Integration and coverage badges are updated from local runs. Refresh both by running `scripts/test.sh` with `GIST_TOKEN` available in your environment or `.env`.

gptmock runs a local server that proxies requests to the ChatGPT Codex backend, exposing an OpenAI/Ollama compatible API. Use GPT-5, GPT-5-Codex, and other models directly from your ChatGPT Plus/Pro subscription — no API key required.

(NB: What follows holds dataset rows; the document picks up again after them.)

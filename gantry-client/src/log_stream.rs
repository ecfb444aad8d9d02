//! Stage log stream connection
//!
//! A worker opens one persistent WebSocket per stage (or task) log and pushes
//! each log line as a text frame. The controller republishes the lines on the
//! log bus for viewers.

use futures::SinkExt;
use gantry_core::domain::log::LogStreamKey;
use reqwest::Url;
use tokio::net::TcpStream;
use tokio_tungstenite::tungstenite::Message;
use tokio_tungstenite::{MaybeTlsStream, WebSocketStream};
use tracing::debug;

use crate::ControllerClient;
use crate::error::{ClientError, Result};

/// An open stage log stream
pub struct LogStream {
    socket: WebSocketStream<MaybeTlsStream<TcpStream>>,
}

impl LogStream {
    /// Push one log line
    pub async fn send_line(&mut self, line: &str) -> Result<()> {
        self.socket.send(Message::text(line.to_string())).await?;
        Ok(())
    }

    /// Keep-alive frame for idle periods
    pub async fn ping(&mut self) -> Result<()> {
        self.socket.send(Message::Ping(Default::default())).await?;
        Ok(())
    }

    /// Send a close frame and release the connection
    pub async fn close(mut self) -> Result<()> {
        self.socket.close(None).await?;
        Ok(())
    }
}

impl ControllerClient {
    /// URL of the stage log stream endpoint for one stream key
    pub fn stage_log_stream_url(&self, key: &LogStreamKey) -> Result<Url> {
        let raw = format!(
            "{}/api/v1/projects/{}/pipelines/{}/records/{}/stagelogstream",
            self.ws_base_url(),
            key.owner,
            key.pipeline,
            key.run
        );
        let mut url = Url::parse(&raw)
            .map_err(|e| ClientError::ParseError(format!("Invalid log stream URL {}: {}", raw, e)))?;

        {
            let mut query = url.query_pairs_mut();
            query.append_pair("stage", key.stage.as_str());
            if let Some(task) = &key.task {
                query.append_pair("task", task);
            }
        }

        Ok(url)
    }

    /// Open a persistent log stream for a stage or task
    pub async fn open_stage_log_stream(&self, key: &LogStreamKey) -> Result<LogStream> {
        let url = self.stage_log_stream_url(key)?;
        debug!("Opening log stream {}", url);

        let (socket, _) = tokio_tungstenite::connect_async(url.as_str()).await?;

        Ok(LogStream { socket })
    }
}
//! Image release stage
//!
//! Pushes the built images that a release policy names. Policies matching no
//! built image are skipped. Pushes run concurrently, one task per policy.

use anyhow::{Context, Result};
use futures::future::join_all;
use gantry_core::domain::log::LogStreamKey;
use gantry_core::domain::record::{StageName, TaskStatus};
use tracing::info;

use super::{StageManager, finish_task, helper, start_task};
use crate::context::RunContext;
use crate::runtime::RegistryAuth;

const STAGE: StageName = StageName::ImageRelease;

impl StageManager {
    pub(super) async fn image_release(&self, ctx: &mut RunContext) -> Result<()> {
        let config = ctx
            .event
            .pipeline
            .build
            .stages
            .image_release
            .clone()
            .context("pipeline has no image release configuration")?;

        let mut matched = Vec::new();
        for policy in &config.release_policies {
            match helper::match_release_image(&ctx.built_images, &policy.image_name) {
                Some(image) => matched.push((policy.image_name.as_str(), image.clone())),
                None => info!("No built image matches release policy {}, skipping", policy.image_name),
            }
        }

        let names = helper::task_names(matched.iter().map(|(policy, _)| *policy));
        let tasks: Vec<TaskStatus> = names
            .into_iter()
            .zip(matched)
            .map(|(name, (_, image))| TaskStatus {
                image: Some(image),
                ..TaskStatus::pending(name)
            })
            .collect();
        self.register_tasks(ctx, STAGE, tasks.clone()).await;

        let auth = self.registry_auth(ctx);
        let base_key = ctx.stream_key(STAGE);

        let pushes = tasks.into_iter().map(|task| {
            let key = base_key.clone().with_task(task.name.clone());
            self.push_task(task, key, auth.as_ref())
        });
        let finished = join_all(pushes).await;

        let total = finished.len();
        let failed = Self::store_tasks(ctx, STAGE, finished);
        if failed > 0 {
            anyhow::bail!("{} of {} image pushes failed", failed, total);
        }
        Ok(())
    }

    async fn push_task(&self, mut task: TaskStatus, key: LogStreamKey, auth: Option<&RegistryAuth>) -> TaskStatus {
        let _permit = self.task_limit.acquire().await.ok();
        start_task(&mut task);

        let image = task.image.clone().unwrap_or_default();
        let outcome: Result<()> = async {
            let pipe = self.open_log(key, STAGE).await?;
            pipe.writer().line(&format!("Pushing {}", image));
            let outcome = self.runtime.push_image(&image, auth, pipe.writer()).await;
            Self::close_log(pipe, STAGE, &outcome).await;
            outcome
        }
        .await;

        finish_task(&mut task, &outcome);
        task
    }
}
//! Pipeline and project snapshot types
//!
//! Projects and pipelines are managed elsewhere; an event carries a snapshot
//! of both so a worker can run without further lookups.

use serde::{Deserialize, Serialize};
use std::collections::HashMap;
use uuid::Uuid;

/// Container registry a project pushes to
#[derive(Debug, Clone, Default, PartialEq, Serialize, Deserialize)]
pub struct Registry {
    pub server: String,
    pub repository: String,
    pub username: String,
    pub password: String,
}

/// SCM access for a project
#[derive(Debug, Clone, Default, PartialEq, Serialize, Deserialize)]
pub struct ScmConfig {
    /// Token used for clone and tag push, empty for public repositories
    #[serde(default)]
    pub token: String,
}

/// Project snapshot
#[derive(Debug, Clone, PartialEq, Serialize, Deserialize)]
pub struct Project {
    pub id: Uuid,
    pub name: String,
    #[serde(default)]
    pub scm: ScmConfig,
    pub registry: Option<Registry>,
}

impl Default for Project {
    fn default() -> Self {
        Self {
            id: Uuid::new_v4(),
            name: String::new(),
            scm: ScmConfig::default(),
            registry: None,
        }
    }
}

/// Build tool, used to pick a dependency cache directory
#[derive(Debug, Clone, Copy, PartialEq, Eq, Serialize, Deserialize)]
#[serde(rename_all = "lowercase")]
pub enum BuildTool {
    Maven,
    Npm,
    Gradle,
}

impl BuildTool {
    /// Cache directory inside the builder container
    pub fn cache_dir(self) -> &'static str {
        match self {
            BuildTool::Maven => "/root/.m2",
            BuildTool::Npm => "/root/.npm",
            BuildTool::Gradle => "/root/.gradle",
        }
    }

    pub fn as_str(self) -> &'static str {
        match self {
            BuildTool::Maven => "maven",
            BuildTool::Npm => "npm",
            BuildTool::Gradle => "gradle",
        }
    }
}

#[derive(Debug, Clone, Default, PartialEq, Serialize, Deserialize)]
pub struct BuilderImage {
    pub image: String,
    #[serde(default)]
    pub env_vars: HashMap<String, String>,
}

#[derive(Debug, Clone, Default, PartialEq, Serialize, Deserialize)]
pub struct BuildInfo {
    pub build_tool: Option<BuildTool>,
    #[serde(default)]
    pub cache_dependency: bool,
}

/// A repository to check out
#[derive(Debug, Clone, Default, PartialEq, Serialize, Deserialize)]
pub struct CodeSource {
    pub url: String,
    /// Ref to check out; dependent repositories fall back to their default branch
    #[serde(default, rename = "ref")]
    pub reference: Option<String>,
}

#[derive(Debug, Clone, Default, PartialEq, Serialize, Deserialize)]
pub struct DepRepo {
    #[serde(flatten)]
    pub source: CodeSource,
    /// Folder under the workspace the repository is cloned into
    pub folder: String,
}

#[derive(Debug, Clone, Default, PartialEq, Serialize, Deserialize)]
pub struct CodeCheckoutStage {
    pub main_repo: CodeSource,
    #[serde(default)]
    pub dep_repos: Vec<DepRepo>,
}

#[derive(Debug, Clone, Default, PartialEq, Serialize, Deserialize)]
pub struct UnitTestStage {
    #[serde(default)]
    pub command: Vec<String>,
}

#[derive(Debug, Clone, Default, PartialEq, Serialize, Deserialize)]
pub struct PackageStage {
    #[serde(default)]
    pub command: Vec<String>,
    /// Paths inside the builder container to copy back into the workspace
    #[serde(default)]
    pub outputs: Vec<String>,
}

/// One image to build
#[derive(Debug, Clone, Default, PartialEq, Serialize, Deserialize)]
pub struct ImageBuildInfo {
    #[serde(default)]
    pub task_name: String,
    /// Build context, relative to the workspace
    #[serde(default)]
    pub context_dir: String,
    /// Dockerfile path, relative to the workspace
    #[serde(default)]
    pub dockerfile_path: String,
    /// Inline Dockerfile content; wins over `dockerfile_path`
    #[serde(default)]
    pub dockerfile: String,
    pub image_name: String,
}

#[derive(Debug, Clone, Default, PartialEq, Serialize, Deserialize)]
pub struct ImageBuildStage {
    #[serde(default)]
    pub build_infos: Vec<ImageBuildInfo>,
}

#[derive(Debug, Clone, Default, PartialEq, Serialize, Deserialize)]
pub struct IntegrationTestConfig {
    /// Substring of a built image name selecting the image under test
    pub image_name: String,
    #[serde(default)]
    pub command: Vec<String>,
    #[serde(default)]
    pub env_vars: HashMap<String, String>,
}

/// A dependent service started alongside the integration test container
#[derive(Debug, Clone, Default, PartialEq, Serialize, Deserialize)]
pub struct IntegrationService {
    pub name: String,
    pub image: String,
    #[serde(default)]
    pub command: Vec<String>,
    #[serde(default)]
    pub env_vars: HashMap<String, String>,
}

#[derive(Debug, Clone, Default, PartialEq, Serialize, Deserialize)]
pub struct IntegrationTestStage {
    pub config: IntegrationTestConfig,
    #[serde(default)]
    pub services: Vec<IntegrationService>,
}

#[derive(Debug, Clone, Default, PartialEq, Serialize, Deserialize)]
pub struct ReleasePolicy {
    pub image_name: String,
}

#[derive(Debug, Clone, Default, PartialEq, Serialize, Deserialize)]
pub struct ImageReleaseStage {
    #[serde(default)]
    pub release_policies: Vec<ReleasePolicy>,
}

#[derive(Debug, Clone, Default, PartialEq, Serialize, Deserialize)]
pub struct BuildStages {
    pub code_checkout: Option<CodeCheckoutStage>,
    pub unit_test: Option<UnitTestStage>,
    pub package: Option<PackageStage>,
    pub image_build: Option<ImageBuildStage>,
    pub integration_test: Option<IntegrationTestStage>,
    pub image_release: Option<ImageReleaseStage>,
}

#[derive(Debug, Clone, Default, PartialEq, Serialize, Deserialize)]
pub struct BuildSpec {
    pub builder_image: Option<BuilderImage>,
    pub build_info: Option<BuildInfo>,
    #[serde(default)]
    pub stages: BuildStages,
}

/// Pipeline snapshot
#[derive(Debug, Clone, PartialEq, Serialize, Deserialize)]
pub struct Pipeline {
    pub id: Uuid,
    pub name: String,
    pub project_id: Uuid,
    #[serde(default)]
    pub build: BuildSpec,
}

impl Default for Pipeline {
    fn default() -> Self {
        Self {
            id: Uuid::new_v4(),
            name: String::new(),
            project_id: Uuid::nil(),
            build: BuildSpec::default(),
        }
    }
}
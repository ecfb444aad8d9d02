//! Stage helpers
//!
//! Pure functions shared by the stages: log markers, naming, image
//! reference handling and workspace path resolution.

use anyhow::Result;
use chrono::{DateTime, Utc};
use gantry_core::domain::pipeline::{BuildInfo, ImageBuildInfo};
use gantry_core::domain::record::{PerformParams, StageName};
use std::collections::HashSet;
use std::path::{Component, Path, PathBuf};

/// Directory under the workspace holding files generated by the worker
const GENERATED_DIR: &str = ".gantry";

// =============================================================================
// Log markers
// =============================================================================

pub fn start_marker(stage: StageName) -> String {
    format!("Stage: {} status: start", stage.description())
}

pub fn finish_marker(stage: StageName, outcome: &Result<()>) -> String {
    match outcome {
        Ok(()) => format!("Stage: {} status: finish", stage.description()),
        Err(e) => format!("Stage: {} status: fail with error: {:#}", stage.description(), e),
    }
}

// =============================================================================
// Naming
// =============================================================================

/// Version name of a run: short commit id and run start time
pub fn version_name(commit_id: &str, started: DateTime<Utc>) -> String {
    let short: String = commit_id.chars().take(7).collect();
    format!("{}-{}", short, started.format("%y%m%d%H%M%S"))
}

/// Task names of a fan-out stage
///
/// Names end up in log file names and generated Dockerfile names, so anything
/// outside `[A-Za-z0-9._-]` is replaced and repeated names get a `-{n}`
/// suffix. Unnamed tasks get a positional name.
pub fn task_names<'a>(names: impl Iterator<Item = &'a str>) -> Vec<String> {
    let mut used = HashSet::new();
    names
        .enumerate()
        .map(|(i, name)| {
            let name: String = name
                .trim()
                .chars()
                .map(|c| if c.is_ascii_alphanumeric() || matches!(c, '.' | '_' | '-') { c } else { '-' })
                .collect();
            let name = if name.is_empty() { format!("task-{}", i + 1) } else { name };

            let mut unique = name.clone();
            let mut n = 2;
            while !used.insert(unique.clone()) {
                unique = format!("{}-{}", name, n);
                n += 1;
            }
            unique
        })
        .collect()
}

// =============================================================================
// Image references
// =============================================================================

/// Whether an image reference carries a tag or digest
///
/// Only a colon in the last path segment is a tag; `registry:5000/app` has none.
fn has_tag(image: &str) -> bool {
    if image.contains('@') {
        return true;
    }
    image.rsplit('/').next().is_some_and(|last| last.contains(':'))
}

/// Ensures an image reference is tagged, defaulting the tag to `tag`
pub fn format_image_name(image: &str, tag: &str) -> String {
    let image = image.trim();
    if has_tag(image) {
        image.to_string()
    } else {
        format!("{}:{}", image, tag)
    }
}

/// Repository name of an image without registry, namespace, tag or digest
fn image_base_name(image: &str) -> String {
    let image = image.trim();
    let image = image.split('@').next().unwrap_or(image);
    let last = image.rsplit('/').next().unwrap_or(image);
    let last = last.split(':').next().unwrap_or(last);
    last.to_lowercase()
}

/// Finds the built image a release policy refers to
///
/// Both sides are reduced to their repository name and compared without case.
pub fn match_release_image<'a>(built_images: &'a [String], policy_image: &str) -> Option<&'a String> {
    let wanted = image_base_name(policy_image);
    if wanted.is_empty() {
        return None;
    }
    built_images
        .iter()
        .find(|image| image_base_name(image) == wanted)
}

/// First built image whose reference contains the configured test image name
pub fn find_test_image<'a>(built_images: &'a [String], image_name: &str) -> Option<&'a String> {
    let image_name = image_name.trim();
    if image_name.is_empty() {
        return None;
    }
    built_images.iter().find(|image| image.contains(image_name))
}

// =============================================================================
// Workspace paths
// =============================================================================

/// Joins a relative path under `base`, rejecting absolute paths and `..`
pub fn safe_join(base: &Path, relative: &str) -> Result<PathBuf> {
    let relative = relative.trim().trim_start_matches("./");
    let path = Path::new(relative);

    for component in path.components() {
        match component {
            Component::Normal(_) | Component::CurDir => {}
            _ => anyhow::bail!("path '{}' must stay inside the workspace", relative),
        }
    }

    Ok(base.join(path))
}

/// Where a declared package output ends up
#[derive(Debug, Clone, PartialEq, Eq)]
pub enum OutputLocation {
    /// Inside the bind-mounted workspace, already visible on the host
    Workspace(PathBuf),
    /// Elsewhere in the builder container, must be copied out
    Container(String),
}

pub fn resolve_output(workspace: &Path, output: &str) -> Result<OutputLocation> {
    let output = output.trim();
    if output.is_empty() {
        anyhow::bail!("empty output path");
    }

    if output.starts_with('/') {
        let path = Path::new(output);
        if path.starts_with(workspace) {
            return Ok(OutputLocation::Workspace(path.to_path_buf()));
        }
        return Ok(OutputLocation::Container(output.to_string()));
    }

    Ok(OutputLocation::Workspace(safe_join(workspace, output)?))
}

/// Dependency cache bind mount for the builder container
///
/// Only mounted when both the run and the pipeline ask for it.
pub fn cache_bind(build_info: Option<&BuildInfo>, params: &PerformParams) -> Option<String> {
    let build_info = build_info?;
    if !params.cache_dependency || !build_info.cache_dependency {
        return None;
    }
    let dir = build_info.build_tool?.cache_dir();
    Some(format!("{}:{}", dir, dir))
}

/// Where the Dockerfile of an image build comes from
#[derive(Debug, Clone, PartialEq, Eq)]
pub enum DockerfileSource {
    /// Inline content, to be written to `path` before the build
    Inline { path: PathBuf, content: String },
    File(PathBuf),
}

impl DockerfileSource {
    pub fn path(&self) -> &Path {
        match self {
            DockerfileSource::Inline { path, .. } => path,
            DockerfileSource::File(path) => path,
        }
    }
}

/// Resolves the build context and Dockerfile of one build task
///
/// Inline content wins over a Dockerfile path, which wins over `Dockerfile`
/// at the root of the context. Inline content is written per task so
/// concurrent builds never share a file.
pub fn resolve_build(workspace: &Path, info: &ImageBuildInfo, task: &str) -> Result<(PathBuf, DockerfileSource)> {
    let context_dir = safe_join(workspace, &info.context_dir)?;

    let source = if !info.dockerfile.trim().is_empty() {
        DockerfileSource::Inline {
            path: workspace
                .join(GENERATED_DIR)
                .join("dockerfiles")
                .join(format!("{}.Dockerfile", task)),
            content: info.dockerfile.clone(),
        }
    } else if !info.dockerfile_path.trim().is_empty() {
        DockerfileSource::File(safe_join(workspace, &info.dockerfile_path)?)
    } else {
        DockerfileSource::File(context_dir.join("Dockerfile"))
    };

    Ok((context_dir, source))
}
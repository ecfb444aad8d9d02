//! Record API Handlers

use axum::{
    Json,
    extract::{Path, State},
};
use gantry_core::domain::record::PipelineRecord;
use uuid::Uuid;

use crate::api::AppState;
use crate::api::error::ApiResult;
use crate::service::event_service;

/// GET /api/v1/projects/{project_id}/pipelines/{pipeline_id}/records/{record_id}
pub async fn get_record(
    State(state): State<AppState>,
    Path((project_id, pipeline_id, record_id)): Path<(Uuid, Uuid, Uuid)>,
) -> ApiResult<Json<PipelineRecord>> {
    tracing::debug!("Getting record {} of pipeline {}", record_id, pipeline_id);

    let record = event_service::get_record(state.records.as_ref(), project_id, pipeline_id, record_id).await?;
    Ok(Json(record))
}
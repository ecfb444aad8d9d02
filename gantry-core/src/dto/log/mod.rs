//! Log stream DTOs

use serde::{Deserialize, Serialize};

use crate::domain::record::StageName;

/// Query string of the stage log stream upgrade endpoint
#[derive(Debug, Clone, Serialize, Deserialize)]
pub struct StageLogQuery {
    pub stage: StageName,
    pub task: Option<String>,
}

/// Frame sent to log viewers
#[derive(Debug, Clone, PartialEq, Serialize, Deserialize)]
pub struct ViewerFrame {
    pub stage: StageName,
    pub task: Option<String>,
    pub id: String,
    pub log: String,
}
//! Event DTOs

use serde::{Deserialize, Serialize};

use crate::domain::pipeline::{Pipeline, Project};
use crate::domain::record::PerformParams;

/// Request to enqueue a new pipeline run
#[derive(Debug, Clone, Serialize, Deserialize)]
pub struct CreateEvent {
    pub project: Project,
    pub pipeline: Pipeline,
    pub perform_params: PerformParams,
    /// Version name of the run; derived from the checked-out commit when absent
    pub name: Option<String>,
    pub trigger: Option<String>,
}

> **Migration note:** `--reasoning-compat` now defaults to `standard`, which emits reasoning via `delta.reasoning_content` / `message.reasoning_content` instead of injecting `<think>` tags into `content`. Set `--reasoning-compat think-tags` (or `GPTMOCK_REASONING_COMPAT=think-tags`) to keep the old behavior.

## Requirements

- **Python 3.13+**
- **Paid ChatGPT account** (Plus / Pro / Team / Enterprise)
- [`uv`](https://docs.astral.sh/uv/getting-started/installation/) (for uvx usage)

---

## Quick Start (uvx)

The fastest way to run gptmock. No clone, no install — just `uvx`.

### 1. Login

```bash
uvx gptmock login
```

A browser window will open for ChatGPT OAuth. After login, tokens are saved to `~/.config/gptmock/auth.json`.

### 2. Start the server

```bash
uvx gptmock serve
```

The server starts at `http://127.0.0.1:8000`. Use `http://127.0.0.1:8000/v1` as your OpenAI base URL.

### 3. Verify

```bash
uvx gptmock info
```

### Tip: Shell Alias

```bash
alias gptmock='uvx gptmock'

gptmock login
gptmock serve --port 9000
gptmock info
```

> **Note:** To install directly from the GitHub repository instead of PyPI:
> ```bash
> uvx --from "git+https://github.com/rapidrabbit76/GPTMock" gptmock login
> uvx --from "git+https://github.com/rapidrabbit76/GPTMock" gptmock serve
> ```

---

## Quick Start (Docker)

No build required — pull the pre-built image and run.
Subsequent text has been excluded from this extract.